Car l'homme a été engendré pour la peine[footnote]. Qu'on le veuille ou non, telle est la condition humaine.
Notre monde est un monde de réparation, et toute réparation exige une certaine peine[footnote]. Pour perdre du poids, il faut souffrir. Pour vaincre sa timidité, il faut souffrir. Pour décrocher un diplôme, il faut souffrir. Pour réhabiliter une réputation brisée, il faut souffrir. Pour renouer le lien avec un ami trop longtemps délaissé, il faut souffrir. Pour revivre après un traumatisme, il faut souffrir, après avoir déjà tant souffert.

Si, donc, toute amélioration passe par une souffrance, même une expérience ne visant aucune amélioration particulière, peut aussi être génératrice de souffrance. Pourquoi ? Parce qu'elle prend place dans ce monde et que ce monde, dans la forme que nous lui connaissons, est le berceau même de la souffrance.
Et c'est ainsi que tel jour nous jouissons de toutes nos facultés mentales, tel autre jour la mémoire nous trahit ou la raison nous fuit. Un jour, nous atteignons une position sociale convoitée ; le lendemain, elle profite à quelqu'un d'autre. Un jour, nous jouissons d'un bien précieux ; le lendemain, nous l'égarons. Un jour, nous apprécions un moment avec un proche ; le lendemain, nous nous tourmentons de son absence.
Ce tableau paraît bien pessimiste…
Pourtant, il ne l'est pas exagérément. Il n'est pas non plus une invitation à considérer l'existence comme une longue période de souffrance résignée. Ce tableau témoigne plutôt d'un des aspects les plus fondamentaux de ce monde, où tout ce qui prend forme doit disparaître, où tout ce qui naît doit mourir, où tout échappe à l'homme, son temps y compris, où le bonheur, sans être évidemment impossible, n'est qu'éphémère. Comme l'enseigne Chlomo haMelekh, ici-bas même dans le rire le cœur peut souffrir, et la joie elle-même finit en tristesse[footnote].

À la réflexion, le bonheur dure si peu et paraît si fragile, qu'une fois passé, on se demande s'il a vraiment été.

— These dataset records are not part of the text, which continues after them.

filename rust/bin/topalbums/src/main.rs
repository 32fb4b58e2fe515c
use clap::Parser;
use domain::usecase::{
    AlbumArtworkUseCase, AlbumArtworkUseCaseImpl, AlbumListUseCase, AlbumListUseCaseImpl,
};
use futures::{StreamExt as _, stream};
use http::ReqwestTransport;
use tracing::{error, info};
use tracing_subscriber::{EnvFilter, fmt};

#[derive(Parser)]
#[command(name = "topalbums", about = "iTunesトップアルバムフィードを取得して表示する")]
struct Args {
    /// アートワークを先読みするアルバム数
    #[arg(long, default_value_t = 10)]
    artworks: usize,

    /// アートワーク取得の同時実行数
    #[arg(long, default_value_t = 4)]
    concurrency: usize,

    /// アルバム一覧をJSONで出力する
    #[arg(long)]
    json: bool,
}

#[tokio::main]
async fn main() {
    let _ = fmt()
        .with_env_filter(EnvFilter::from_default_env())
        .try_init();

    let args = Args::parse();

    let list = AlbumListUseCaseImpl::new(ReqwestTransport::default());
    if let Err(e) = list.refresh().await {
        error!("フィードの更新に失敗しました: {:?}", e);
        std::process::exit(1);
    }

    let albums = list.albums();
    if args.json {
        println!("{}", serde_json::to_string_pretty(&albums).unwrap());
    } else {
        for (position, album) in albums.iter().enumerate() {
            println!("{:>3}. {} - {}", position + 1, album.artist, album.name);
        }
    }

    if args.artworks == 0 {
        return;
    }

    let transport = ReqwestTransport::default();
    let rows: Vec<_> = albums
        .into_iter()
        .take(args.artworks)
        .map(|album| AlbumArtworkUseCaseImpl::new(transport.clone(), album))
        .collect();

    let results = stream::iter(rows.iter())
        .map(|row| async move { (row.album().clone(), row.load_artwork().await) })
        .buffer_unordered(args.concurrency.max(1))
        .collect::<Vec<_>>()
        .await;

    let mut loaded = 0;
    for (album, result) in &results {
        match result {
            Ok(()) => loaded += 1,
            Err(e) => error!("アートワークの取得に失敗: album={}, error={:?}", album.name, e),
        }
    }
    info!("アートワークを{}/{}件取得しました", loaded, results.len());
}
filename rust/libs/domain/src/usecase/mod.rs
mod album_artwork;
mod album_list;
mod fetch_operation;

pub use album_artwork::*;
pub use album_list::*;
pub use fetch_operation::*;
use async_trait::async_trait;
use image::{DynamicImage, GenericImageView};
use tokio::sync::watch;
use tracing::debug;

use crate::{
    error::FetchError,
    model::album::Album,
    ports::Transport,
    service::{HttpResponseValidator, ImageContentDecoder},
    usecase::FetchOperation,
};

const ARTWORK_CONTENT_TYPE: &str = "image/png";

#[async_trait]
pub trait AlbumArtworkUseCase {
    fn album(&self) -> &Album;

    /// デコード済みのアートワーク。取得に成功するまでは `None`。
    fn artwork(&self) -> Option<DynamicImage>;

    fn subscribe(&self) -> watch::Receiver<Option<DynamicImage>>;

    async fn load_artwork(&self) -> Result<(), FetchError>;
}

pub struct AlbumArtworkUseCaseImpl<T>
where
    T: Transport + Send + Sync,
{
    operation: FetchOperation<T, HttpResponseValidator, ImageContentDecoder>,
    album: Album,
    artwork: watch::Sender<Option<DynamicImage>>,
}

impl<T> AlbumArtworkUseCaseImpl<T>
where
    T: Transport + Send + Sync,
{
    pub fn new(transport: T, album: Album) -> Self {
        let operation = FetchOperation::new(
            transport,
            HttpResponseValidator::new(ARTWORK_CONTENT_TYPE),
            ImageContentDecoder,
        );
        let (artwork, _) = watch::channel(None);

        Self {
            operation,
            album,
            artwork,
        }
    }
}

#[async_trait]
impl<T> AlbumArtworkUseCase for AlbumArtworkUseCaseImpl<T>
where
    T: Transport + Send + Sync,
{
    fn album(&self) -> &Album {
        &self.album
    }

    fn artwork(&self) -> Option<DynamicImage> {
        self.artwork.borrow().clone()
    }

    fn subscribe(&self) -> watch::Receiver<Option<DynamicImage>> {
        self.artwork.subscribe()
    }

    async fn load_artwork(&self) -> Result<(), FetchError> {
        // 失敗時はアートワークを未取得のまま残し、エラーをそのまま呼び出し元へ返す
        let image = self.operation.run(&self.album.image).await?;

        let (width, height) = image.dimensions();
        debug!(
            "アートワークを取得しました: {} ({}x{})",
            self.album.image, width, height
        );
        self.artwork.send_replace(Some(image));

        Ok(())
    }
}
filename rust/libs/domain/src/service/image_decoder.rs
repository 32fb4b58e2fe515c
use std::io::Cursor;

use image::{DynamicImage, ImageReader};

use crate::ports::{ContentDecoder, DecodeError};

/// 受信したバイト列から先頭フレームだけをビットマップに起こすデコーダ。
/// コンテナの認識とフレームのデコードは別々の失敗として報告する。
#[derive(Default)]
pub struct ImageContentDecoder;

impl ContentDecoder for ImageContentDecoder {
    type Output = DynamicImage;

    fn decode(&self, payload: &[u8]) -> Result<DynamicImage, DecodeError> {
        let reader = ImageReader::new(Cursor::new(payload))
            .with_guessed_format()
            .map_err(|e| DecodeError::SourceCreation(Some(image::ImageError::IoError(e))))?;

        if reader.format().is_none() {
            return Err(DecodeError::SourceCreation(None));
        }

        reader.decode().map_err(DecodeError::FrameDecode)
    }
}
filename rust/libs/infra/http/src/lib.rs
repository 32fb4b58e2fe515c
mod transport;

pub use transport::*;
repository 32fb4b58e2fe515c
use std::time::Duration;

use async_trait::async_trait;
use bytes::Bytes;
use domain::ports::{ResponseMeta, Transport, TransportError};
use reqwest::Client;
use tracing::error;

/// reqwestによる`Transport`ポートの実装。
/// ステータスやContent-Typeの判定はせず、受信したものをメタデータとして返す。
#[derive(Clone)]
pub struct ReqwestTransport {
    client: Client,
}

impl Default for ReqwestTransport {
    fn default() -> Self {
        Self {
            client: Client::builder()
                .timeout(Duration::from_secs(30))
                .build()
                .expect("Failed to create HTTP client"),
        }
    }
}

impl ReqwestTransport {
    pub fn new(client: Client) -> Self {
        Self { client }
    }
}

#[async_trait]
impl Transport for ReqwestTransport {
    async fn fetch(&self, url: &str) -> Result<(Bytes, ResponseMeta), TransportError> {
        let response = match self.client.get(url).send().await {
            Ok(response) => response,
            Err(e) => {
                error!("リクエストの実行に失敗: url={}, error={:?}", url, e);
                return Err(TransportError::RequestError(e.to_string()));
            }
        };

        let meta = ResponseMeta {
            status_code: Some(response.status().as_u16()),
            // "text/javascript; charset=utf-8" のようなパラメータ付きヘッダからMIMEタイプ部分だけを取り出す
            content_type: response
                .headers()
                .get(reqwest::header::CONTENT_TYPE)
                .and_then(|value| value.to_str().ok())
                .map(|value| value.split(';').next().unwrap_or(value).trim().to_string()),
        };

        match response.bytes().await {
            Ok(payload) => Ok((payload, meta)),
            Err(e) => {
                error!("レスポンスボディの受信に失敗: url={}, error={:?}", url, e);
                Err(TransportError::RequestError(e.to_string()))
            }
        }
    }
}
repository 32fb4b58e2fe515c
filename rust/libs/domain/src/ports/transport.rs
use async_trait::async_trait;
use bytes::Bytes;
use thiserror::Error;

#[derive(Clone, Debug, Error, PartialEq)]
pub enum TransportError {
    #[error("リクエストの実行に失敗: {0}")]
    RequestError(String),
}

/// レスポンスに付随するメタデータ。
/// HTTPセマンティクスを持たないトランスポートはフィールドを省略してよい。
#[derive(Clone, Debug, Default, PartialEq)]
pub struct ResponseMeta {
    pub status_code: Option<u16>,
    pub content_type: Option<String>,
}

#[async_trait]
pub trait Transport {
    async fn fetch(&self, url: &str) -> Result<(Bytes, ResponseMeta), TransportError>;
}
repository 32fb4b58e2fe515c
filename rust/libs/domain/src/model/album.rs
use serde::{Deserialize, Serialize};

/// フィードの1レコードから導出されるアルバム。構築後は不変。
#[derive(Clone, Debug, Eq, Hash, PartialEq, Serialize, Deserialize)]
pub struct Album {
    pub id: String,
    pub artist: String,
    pub name: String,
    pub image: String,
}
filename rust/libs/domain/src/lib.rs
pub mod error;
pub mod model;
pub mod ports;
pub mod service;
pub mod usecase;
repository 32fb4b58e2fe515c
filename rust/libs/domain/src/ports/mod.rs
mod content_decoder;
mod response_validator;
mod transport;

pub use content_decoder::*;
pub use response_validator::*;
pub use transport::*;
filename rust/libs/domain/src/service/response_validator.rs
use bytes::Bytes;

use crate::ports::{ResponseMeta, ResponseValidator, ValidationError};

/// Content-Typeと成功ステータス範囲でレスポンスを門番するバリデータ。
/// Content-Typeの検査はステータスやペイロードの検査より先に行う。
pub struct HttpResponseValidator {
    expected_content_type: String,
}

impl HttpResponseValidator {
    pub fn new(expected_content_type: &str) -> Self {
        Self {
            expected_content_type: expected_content_type.to_string(),
        }
    }
}

impl ResponseValidator for HttpResponseValidator {
    fn validate(&self, payload: Bytes, meta: &ResponseMeta) -> Result<Bytes, ValidationError> {
        match &meta.content_type {
            Some(content_type)
                if content_type.eq_ignore_ascii_case(&self.expected_content_type) => {}
            actual => {
                return Err(ValidationError::UnexpectedContentType {
                    expected: self.expected_content_type.clone(),
                    actual: actual.clone(),
                });
            }
        }

        // ステータスメタデータを持たないトランスポートでは検査をスキップする
        if let Some(status_code) = meta.status_code {
            if !(200..=299).contains(&status_code) {
                return Err(ValidationError::StatusCodeOutOfRange(status_code));
            }
        }

        Ok(payload)
    }
}
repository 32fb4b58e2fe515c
use serde_json::Value;
use tracing::debug;

use crate::model::album::Album;

/// デコード済みフィードからアルバム列を取り出すマッパー。
/// 不正なレコードは黙ってスキップし、残りのレコードの処理は続行する。
pub struct FeedMapper;

impl FeedMapper {
    pub fn albums(json: &Value) -> Vec<Album> {
        let Some(entries) = json
            .get("feed")
            .and_then(|feed| feed.get("entry"))
            .and_then(Value::as_array)
        else {
            return Vec::new();
        };

        let mut albums = Vec::new();
        for entry in entries {
            match Self::album(entry) {
                Some(album) => albums.push(album),
                None => debug!("必須フィールドを欠くエントリをスキップ: {:?}", entry.get("id")),
            }
        }
        albums
    }

    fn album(entry: &Value) -> Option<Album> {
        let artist = entry.get("im:artist")?.get("label")?.as_str()?;
        let name = entry.get("im:name")?.get("label")?.as_str()?;
        // im:image はサイズ昇順の3要素である前提で、最大サイズの3番目を固定位置で選ぶ。
        // フィード側が並び順を変えた場合は誤った画像を選ぶことになる。
        let image = entry
            .get("im:image")?
            .as_array()?
            .get(2)?
            .get("label")?
            .as_str()?;
        let id = entry
            .get("id")?
            .get("attributes")?
            .get("im:id")?
            .as_str()?;

        Some(Album {
            id: id.to_string(),
            artist: artist.to_string(),
            name: name.to_string(),
            image: image.to_string(),
        })
    }
}

#[cfg(test)]
mod tests {
    use serde_json::json;

    use super::*;

    fn entry(id: &str, artist: &str, name: &str, image: &str) -> Value {
        json!({
            "im:artist": {"label": artist},
            "im:name": {"label": name},
            "im:image": [
                {"label": format!("{}-small", image)},
                {"label": format!("{}-medium", image)},
                {"label": image},
            ],
            "id": {"attributes": {"im:id": id}},
        })
    }

    #[test]
    fn test_albums() {
        let json = json!({"feed": {"entry": [
            {
                "im:artist": {"label": "Beatles"},
                "im:name": {"label": "Rubber Soul"},
                "im:image": [
                    {"label": "s"},
                    {"label": "m"},
                    {"label": "http://x/rs.jpg"},
                ],
                "id": {"attributes": {"im:id": "1"}},
            },
        ]}});

        let albums = FeedMapper::albums(&json);

        assert_eq!(
            albums,
            vec![Album {
                id: "1".to_string(),
                artist: "Beatles".to_string(),
                name: "Rubber Soul".to_string(),
                image: "http://x/rs.jpg".to_string(),
            }]
        );
    }

    #[test]
    fn test_albums_skips_malformed_entry_and_preserves_order() {
        let mut broken = entry("2", "Beach Boys", "Pet Sounds", "http://x/ps.jpg");
        broken.as_object_mut().unwrap().remove("im:name");

        let json = json!({"feed": {"entry": [
            entry("1", "Beatles", "Rubber Soul", "http://x/rs.jpg"),
            broken,
            entry("3", "Kinks", "Something Else", "http://x/se.jpg"),
        ]}});

        let albums = FeedMapper::albums(&json);

        assert_eq!(albums.len(), 2, "不正なエントリがスキップされていません");
        assert_eq!(albums[0].id, "1");
        assert_eq!(albums[1].id, "3");
    }

    #[test]
    fn test_albums_skips_entry_with_short_image_list() {
        let json = json!({"feed": {"entry": [
            {
                "im:artist": {"label": "Beatles"},
                "im:name": {"label": "Rubber Soul"},
                "im:image": [
                    {"label": "s"},
                    {"label": "m"},
                ],
                "id": {"attributes": {"im:id": "1"}},
            },
        ]}});

        let albums = FeedMapper::albums(&json);

        assert!(albums.is_empty());
    }

    #[test]
    fn test_albums_selects_third_image_variant() {
        let json = json!({"feed": {"entry": [
            entry("1", "Beatles", "Rubber Soul", "http://x/rs-large.jpg"),
        ]}});

        let albums = FeedMapper::albums(&json);

        assert_eq!(albums[0].image, "http://x/rs-large.jpg");
    }

    #[test]
    fn test_albums_missing_feed_path_is_empty() {
        assert!(FeedMapper::albums(&json!({})).is_empty());
        assert!(FeedMapper::albums(&json!({"feed": {}})).is_empty());
        assert!(FeedMapper::albums(&json!({"feed": {"entry": {}}})).is_empty());
    }
}
use serde_json::Value;

use crate::ports::{ContentDecoder, DecodeError};

/// フィードのペイロードを汎用のJSONツリーとして解析するデコーダ。
#[derive(Default)]
pub struct JsonContentDecoder;

impl ContentDecoder for JsonContentDecoder {
    type Output = Value;

    fn decode(&self, payload: &[u8]) -> Result<Value, DecodeError> {
        serde_json::from_slice(payload).map_err(DecodeError::Parse)
    }
}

On en viendrait presque à douter que ce monde fût réel tellement le Bien, parfois acquis après tant d'efforts, n'y a apparemment pas sa place. On y expérimente quantité de situations, de rencontres, de projets, d'espoirs, de joies authentiques, d'avancées tangibles, entrecoupés par cette peine qui semble suivre l'homme comme son ombre. Même celui qui se targue de mener une existence heureuse connaît son lot de souffrances, entre tracas quotidiens et tragédies.
Même celui qui se targue de mener une existence heureuse connaît son lot de souffrances.
Or, une telle condition est… inacceptable. Elle est même révoltante, car d'un autre côté, l'homme n'a été créé que pour le plaisir. Non pas le plaisir des sens. La fugacité de ce plaisir-ci est, somme toute, la preuve de son inanité. La preuve de son inadéquation avec d'autres buts, dignes quant à eux d'être poursuivis. Nous parlons là du plaisir ultime. Du sentiment de plénitude totale que l'on ressent face à la Vérité absolue. Ce que nos Maîtres appellent se délecter de D.ieu et jouir de Sa splendeur[footnote]. C'est pour ce plaisir que l'homme fut créé.
Oui, pour être digne de ce nom, pour être complet, disons même pour être réel, le plaisir doit être éternel. Il ne peut donc être que lié à D.ieu. Un plaisir matériel, un plaisir de ce monde, du fait qu'il doive cesser un jour et finit en tristesse, peut-il encore s'appeler « plaisir » ? Est-ce donc cela, le bonheur ? Une joie brève, condamnée de surcroît à provoquer l'amertume ? Assurément, non.
En descendant en ce monde, l'âme qui anime l'homme est prise dans un dilemme terrible : elle ne peut être heureuse qu'avec des plaisirs qui lui ressemblent (des plaisirs spirituels). Or, la voici projetée dans un environnement qui propose une addiction aux plaisirs physiques.